▶ **BRIEF**: Until the line containing "tokens is skipped." has been reproduced, keep reproducing each line of the material below exactly, starting with the first.

RECORDS PROVIDED START

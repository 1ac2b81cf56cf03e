use std::fmt::Display;

use logos::Logos;
use tracing::trace;

use crate::{error::LexError, interpreter::value::Number};

/// Represents a lexical token in an arithmetic expression.
///
/// A token is the smallest meaningful unit of the input: a number, one of the
/// four operators, or a parenthesis. Whitespace between tokens is skipped.
#[derive(Logos, Debug, Clone, Copy, PartialEq)]
#[logos(error = LexErrorKind)]
#[logos(skip r"\s+")]
pub enum Token {
    /// Numeric literal tokens, such as `42`, `3.14`, `.5` or `5.`.
    ///
    /// The pattern takes the maximal run of digits and points; the callback
    /// rejects runs with more than one point or no digits.
    #[regex(r"[0-9.]+", parse_number)]
    Number(Number),
    /// `+`
    #[token("+")]
    Plus,
    /// `-`
    #[token("-")]
    Minus,
    /// `*`
    #[token("*")]
    Star,
    /// `/`
    #[token("/")]
    Slash,
    /// `(`
    #[token("(")]
    LParen,
    /// `)`
    #[token(")")]
    RParen,
}

impl Display for Token {
    fn fmt(&self, f: &mut std::fmt::Formatter<'_>) -> std::fmt::Result {
        match self {
            Self::Number(n) => write!(f, "{n}"),
            Self::Plus => write!(f, "+"),
            Self::Minus => write!(f, "-"),
            Self::Star => write!(f, "*"),
            Self::Slash => write!(f, "/"),
            Self::LParen => write!(f, "("),
            Self::RParen => write!(f, ")"),
        }
    }
}

/// Failure reported by the generated lexer before a position is attached.
///
/// Logos builds the default variant for input that matches no token.
#[derive(Debug, Clone, Default, PartialEq, Eq)]
pub enum LexErrorKind {
    /// A character no token starts with.
    #[default]
    InvalidCharacter,
    /// Byte offset of the surplus `.` inside the literal.
    ExtraDecimalPoint { offset: usize },
    /// A literal with no digits, or one too large to be finite.
    InvalidNumber,
}

impl LexErrorKind {
    fn into_error(self, slice: &str, position: usize) -> LexError {
        match self {
            Self::InvalidCharacter => {
                let character = slice.chars().next().unwrap_or(char::REPLACEMENT_CHARACTER);
                LexError::InvalidCharacter { character, position }
            },
            // Number literals are ASCII, so the byte offset is a char offset.
            Self::ExtraDecimalPoint { offset } => {
                LexError::ExtraDecimalPoint { literal:  slice.to_string(),
                                              position: position + offset, }
            },
            Self::InvalidNumber => LexError::InvalidNumber { literal: slice.to_string(),
                                                             position },
        }
    }
}

/// Parses a run of digits and decimal points into a [`Number`].
///
/// # Parameters
/// - `lex`: Reference to the Logos lexer at the current token.
///
/// # Returns
/// - `Ok(Number::Integer)` for a point-free literal that fits in `i64`.
/// - `Ok(Number::Real)` for any other finite literal.
/// - `Err(LexErrorKind)` for a second point, no digits, or a non-finite value.
fn parse_number(lex: &logos::Lexer<Token>) -> Result<Number, LexErrorKind> {
    let slice = lex.slice();

    if let Some((offset, _)) = slice.match_indices('.').nth(1) {
        return Err(LexErrorKind::ExtraDecimalPoint { offset });
    }
    if !slice.bytes().any(|b| b.is_ascii_digit()) {
        return Err(LexErrorKind::InvalidNumber);
    }

    if !slice.contains('.')
       && let Ok(n) = slice.parse::<i64>()
    {
        return Ok(Number::Integer(n));
    }

    match slice.parse::<f64>() {
        Ok(r) if r.is_finite() => Ok(Number::Real(r)),
        _ => Err(LexErrorKind::InvalidNumber),
    }
}

/// Converts byte offsets reported by the lexer into character offsets.
///
/// Offsets must be requested in increasing order; each call only counts the
/// characters since the previous one.
#[derive(Default)]
struct CharCursor {
    byte:  usize,
    chars: usize,
}

impl CharCursor {
    fn advance_to(&mut self, source: &str, byte: usize) -> usize {
        self.chars += source[self.byte..byte].chars().count();
        self.byte = byte;
        self.chars
    }
}

/// Splits an expression into tokens paired with their character positions.
///
/// # Errors
/// Returns a [`LexError`] for the first character outside the expression
/// alphabet, or for the first malformed number literal.
///
/// # Example
/// ```
/// use arith_eval::{Number, Token, tokenize};
///
/// let tokens = tokenize("(1 + 2.5)").unwrap();
/// assert_eq!(tokens,
///            vec![(Token::LParen, 0),
///                 (Token::Number(Number::Integer(1)), 1),
///                 (Token::Plus, 3),
///                 (Token::Number(Number::Real(2.5)), 5),
///                 (Token::RParen, 8)]);
///
/// assert!(tokenize("1.2.3").is_err());
/// ```
pub fn tokenize(source: &str) -> Result<Vec<(Token, usize)>, LexError> {
    let mut tokens = Vec::new();
    let mut cursor = CharCursor::default();
    let mut lexer = Token::lexer(source);

    while let Some(result) = lexer.next() {
        let position = cursor.advance_to(source, lexer.span().start);
        match result {
            Ok(token) => {
                trace!(%token, position, "lexed token");
                tokens.push((token, position));
            },
            Err(kind) => return Err(kind.into_error(lexer.slice(), position)),
        }
    }

    Ok(tokens)
}
use std::fs;

use arith_eval::{
    EvalFailure, EvaluationError, LexError, MAX_NESTING_DEPTH, Number, ParseError, add, divide,
    evaluate, multiply, subtract,
};

fn assert_value(src: &str, expected: Number) {
    match evaluate(src) {
        Ok(value) => assert_eq!(value, expected, "wrong value for {src:?}"),
        Err(e) => panic!("Expression {src:?} failed: {e}"),
    }
}

fn assert_failure(src: &str) -> EvalFailure {
    match evaluate(src) {
        Ok(value) => panic!("Expression {src:?} succeeded with {value} but was expected to fail"),
        Err(e) => e,
    }
}

fn assert_parse_error(src: &str) -> ParseError {
    match assert_failure(src) {
        EvalFailure::Parse(e) => e,
        other => panic!("Expected a parse error for {src:?}, got {other:?}"),
    }
}

fn assert_lex_error(src: &str) -> LexError {
    match assert_failure(src) {
        EvalFailure::Lex(e) => e,
        other => panic!("Expected a lex error for {src:?}, got {other:?}"),
    }
}

#[test]
fn primitives_match_basic_arithmetic() {
    assert_eq!(add(2.into(), 3.into()), Number::Integer(5));
    assert_eq!(add((-1).into(), 1.into()), Number::Integer(0));
    assert_eq!(add(0.into(), 0.into()), Number::Integer(0));

    assert_eq!(subtract(5.into(), 3.into()), Number::Integer(2));
    assert_eq!(subtract(1.into(), 1.into()), Number::Integer(0));
    assert_eq!(subtract(0.into(), 5.into()), Number::Integer(-5));

    assert_eq!(multiply(2.into(), 3.into()), Number::Integer(6));
    assert_eq!(multiply((-1).into(), 5.into()), Number::Integer(-5));
    assert_eq!(multiply(0.into(), 5.into()), Number::Integer(0));

    assert_eq!(divide(6.into(), 3.into()), Ok(Number::Integer(2)));
    assert_eq!(divide(5.into(), 2.into()), Ok(Number::Real(2.5)));
    assert_eq!(divide((-10).into(), 2.into()), Ok(Number::Integer(-5)));
}

#[test]
fn divide_by_zero_is_error() {
    assert_eq!(divide(5.into(), 0.into()), Err(EvaluationError::DivisionByZero));
    assert_eq!(divide(5.into(), 0.0.into()), Err(EvaluationError::DivisionByZero));
    assert_eq!(divide(5.into(), (-0.0).into()), Err(EvaluationError::DivisionByZero));
}

#[test]
fn integer_arithmetic_stays_exact_and_division_is_real() {
    assert!(evaluate("2 + 3").unwrap().is_integer());
    assert!(evaluate("2 * 3 - 1").unwrap().is_integer());
    assert!(evaluate("6 / 3").unwrap().is_real());
    assert!(evaluate("2 * 1.0").unwrap().is_real());

    assert_value("9007199254740993 - 1", Number::Integer(9_007_199_254_740_992));
}

#[test]
fn integer_overflow_promotes_to_real() {
    let value = evaluate("9223372036854775807 + 1").unwrap();
    assert!(value.is_real());
    assert_eq!(value, Number::Real(9_223_372_036_854_775_808.0));

    let literal = evaluate("99999999999999999999").unwrap();
    assert_eq!(literal, Number::Real(1e20));
}

#[test]
fn mixed_equality_does_not_round_integers() {
    let above = Number::Integer(9_007_199_254_740_993);
    let real = Number::Real(9_007_199_254_740_992.0);
    let below = Number::Integer(9_007_199_254_740_992);

    assert_ne!(above, real);
    assert_ne!(real, above);
    assert_eq!(real, below);
    assert_ne!(above, below);

    assert_eq!(Number::Integer(-3), Number::Real(-3.0));
    assert_ne!(Number::Integer(3), Number::Real(3.5));
    assert_ne!(Number::Integer(i64::MAX), Number::Real(9_223_372_036_854_775_808.0));
    assert_eq!(Number::Integer(i64::MIN), Number::Real(-9_223_372_036_854_775_808.0));
    assert_ne!(Number::Integer(0), Number::Real(f64::NAN));
}

#[test]
fn large_reals_can_overflow_to_infinity() {
    let huge = "9".repeat(300);

    let infinite = evaluate(&format!("{huge} * {huge}")).unwrap();
    assert!(infinite.as_real().is_infinite());

    let nan = evaluate(&format!("{huge} * {huge} - {huge} * {huge}")).unwrap();
    assert!(nan.as_real().is_nan());
    assert_ne!(nan, nan);
}

#[test]
fn simple_expressions() {
    assert_value("2 + 3", Number::Integer(5));
    assert_value("5 - 3", Number::Integer(2));
    assert_value("2 * 3", Number::Integer(6));
    assert_value("6 / 3", Number::Integer(2));
}

#[test]
fn complex_expressions() {
    assert_value("2 + 3 * 4", Number::Integer(14));
    assert_value("(2 + 3) * 4", Number::Integer(20));
    assert_value("2 + 3 * 4 - 1", Number::Integer(13));
    assert_value("8 - 3 - 2", Number::Integer(3));
    assert_value("16 / 4 / 2", Number::Real(2.0));
}

#[test]
fn whitespace_handling() {
    assert_value("2+3", Number::Integer(5));
    assert_value(" 2 + 3 ", Number::Integer(5));
    assert_value("\t2\n*\r\n3 ", Number::Integer(6));
}

#[test]
fn decimal_literals() {
    assert_value(".5 + 5.", Number::Real(5.5));
    assert_value("1.5 * 4", Number::Real(6.0));

    let sum = evaluate("0.1 + 0.2").unwrap().as_real();
    assert!((sum - 0.3).abs() < 1e-12);
}

#[test]
fn division_by_zero_in_expressions() {
    for src in ["5 / 0", "5 / 0.0", "5 / (2 - 2)", "1 + 4 / (3 * 0)"] {
        assert_eq!(assert_failure(src),
                   EvalFailure::Evaluation(EvaluationError::DivisionByZero),
                   "for {src:?}");
    }
    assert_value("0 / 5", Number::Real(0.0));
}

#[test]
fn empty_input_is_error() {
    assert_eq!(assert_parse_error(""), ParseError::EmptyExpression);
    assert_eq!(assert_parse_error("   \t\n"), ParseError::EmptyExpression);
}

#[test]
fn adjacent_operators_are_unexpected_tokens() {
    assert_eq!(assert_parse_error("2 + * 3"),
               ParseError::UnexpectedToken { token:    "*".to_string(),
                                             position: 4, });
    assert_eq!(assert_parse_error("-5"),
               ParseError::UnexpectedToken { token:    "-".to_string(),
                                             position: 0, });
    assert_eq!(assert_parse_error("()"),
               ParseError::UnexpectedToken { token:    ")".to_string(),
                                             position: 1, });
}

#[test]
fn unmatched_parentheses() {
    assert_eq!(assert_parse_error("2 + 3)"),
               ParseError::TrailingInput { token:    ")".to_string(),
                                           position: 5, });
    assert_eq!(assert_parse_error("(2 + 3"),
               ParseError::UnexpectedEndOfInput { position: 6 });
    assert_eq!(assert_parse_error("((1)"),
               ParseError::UnexpectedEndOfInput { position: 4 });
    assert_eq!(assert_parse_error("(2 + 3 4"),
               ParseError::UnexpectedToken { token:    "4".to_string(),
                                             position: 7, });
}

#[test]
fn missing_operands() {
    assert_eq!(assert_parse_error("2 +"),
               ParseError::UnexpectedEndOfInput { position: 3 });
    assert_eq!(assert_parse_error("2 3"),
               ParseError::TrailingInput { token:    "3".to_string(),
                                           position: 2, });
}

#[test]
fn unexpected_numbers_are_quoted_as_written() {
    assert_eq!(assert_parse_error("(2 5."),
               ParseError::UnexpectedToken { token:    "5.".to_string(),
                                             position: 3, });
    assert_eq!(assert_parse_error("1 99999999999999999999"),
               ParseError::TrailingInput { token:    "99999999999999999999".to_string(),
                                           position: 2, });
}

#[test]
fn invalid_characters_are_lex_errors() {
    let error = assert_lex_error("2 + a");
    assert_eq!(error,
               LexError::InvalidCharacter { character: 'a',
                                            position:  4, });
    assert_eq!(error.character(), 'a');
    assert_eq!(error.to_string(), "Invalid character 'a' at position 4.");

    assert_eq!(assert_lex_error("2 ^ 3").character(), '^');
    assert_eq!(assert_lex_error("1e5").character(), 'e');
    // Lexing runs before evaluation, so the division is never reached.
    assert_eq!(assert_lex_error("1 / 0 + x").character(), 'x');
}

#[test]
fn positions_count_characters_not_bytes() {
    assert_eq!(assert_lex_error("3 × 4"),
               LexError::InvalidCharacter { character: '×',
                                            position:  2, });
    assert_eq!(assert_lex_error("1\u{3000}+ x"),
               LexError::InvalidCharacter { character: 'x',
                                            position:  4, });
}

#[test]
fn malformed_numbers_are_lex_errors() {
    assert_eq!(assert_lex_error("1.2.3"),
               LexError::ExtraDecimalPoint { literal:  "1.2.3".to_string(),
                                             position: 3, });
    assert_eq!(assert_lex_error("2 + 1..5"),
               LexError::ExtraDecimalPoint { literal:  "1..5".to_string(),
                                             position: 6, });
    assert_eq!(assert_lex_error("2 * ."),
               LexError::InvalidNumber { literal:  ".".to_string(),
                                         position: 4, });

    let huge = "9".repeat(400);
    assert!(matches!(assert_lex_error(&huge),
                     LexError::InvalidNumber { position: 0, .. }));
}

#[test]
fn nesting_is_capped() {
    let nested = |depth: usize| format!("{}1{}", "(".repeat(depth), ")".repeat(depth));

    assert_value(&nested(MAX_NESTING_DEPTH), Number::Integer(1));
    assert_eq!(assert_parse_error(&nested(MAX_NESTING_DEPTH + 1)),
               ParseError::NestingTooDeep { position: MAX_NESTING_DEPTH });
}

#[test]
fn failures_report_positions() {
    assert_eq!(assert_failure("2 + a").position(), Some(4));
    assert_eq!(assert_failure("2 + 3)").position(), Some(5));
    assert_eq!(assert_failure("").position(), None);
    assert_eq!(assert_failure("1 / 0").position(), None);
}

#[test]
fn numbers_display_like_results() {
    assert_eq!(evaluate("2 + 3 * 4").unwrap().to_string(), "14");
    assert_eq!(evaluate("6 / 3").unwrap().to_string(), "2.0");
    assert_eq!(evaluate("10 / 4").unwrap().to_string(), "2.5");
}

#[test]
fn evaluation_is_thread_safe() {
    fn assert_send_sync<T: Send + Sync>() {}
    assert_send_sync::<Number>();
    assert_send_sync::<EvalFailure>();

    let handles: Vec<_> = (0..4).map(|i| {
                                    std::thread::spawn(move || {
                                        evaluate(&format!("{i} * (2 + 3)"))
                                    })
                                })
                                .collect();
    for (i, handle) in (0_i64..).zip(handles) {
        assert_eq!(handle.join().unwrap(), Ok(Number::Integer(i * 5)));
    }
}

#[test]
fn example_file_works() {
    let contents = fs::read_to_string("tests/examples.calc").expect("missing file");
    let mut count = 0;

    for line in contents.lines() {
        let Some((expression, expected)) = line.split_once('#') else {
            continue;
        };
        if expression.trim().is_empty() {
            continue;
        }

        count += 1;
        let expected = evaluate(expected).unwrap_or_else(|e| {
                                              panic!("Bad expectation in {line:?}: {e}")
                                          });
        assert_value(expression, expected);
    }

    assert!(count > 0, "No expressions found in tests/examples.calc");
}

RECORDS PROVIDED END

▶ **EXERCISE RESULT**:
repository 1ac2b81cf56cf03e
use std::fmt::Display;

use logos::Logos;
use tracing::trace;

use crate::{error::LexError, interpreter::value::Number};

/// Represents a lexical token in an arithmetic expression.
///
/// A token is the smallest meaningful unit of the input: a number, one of the
/// four operators, or a parenthesis. Whitespace between tokens is skipped.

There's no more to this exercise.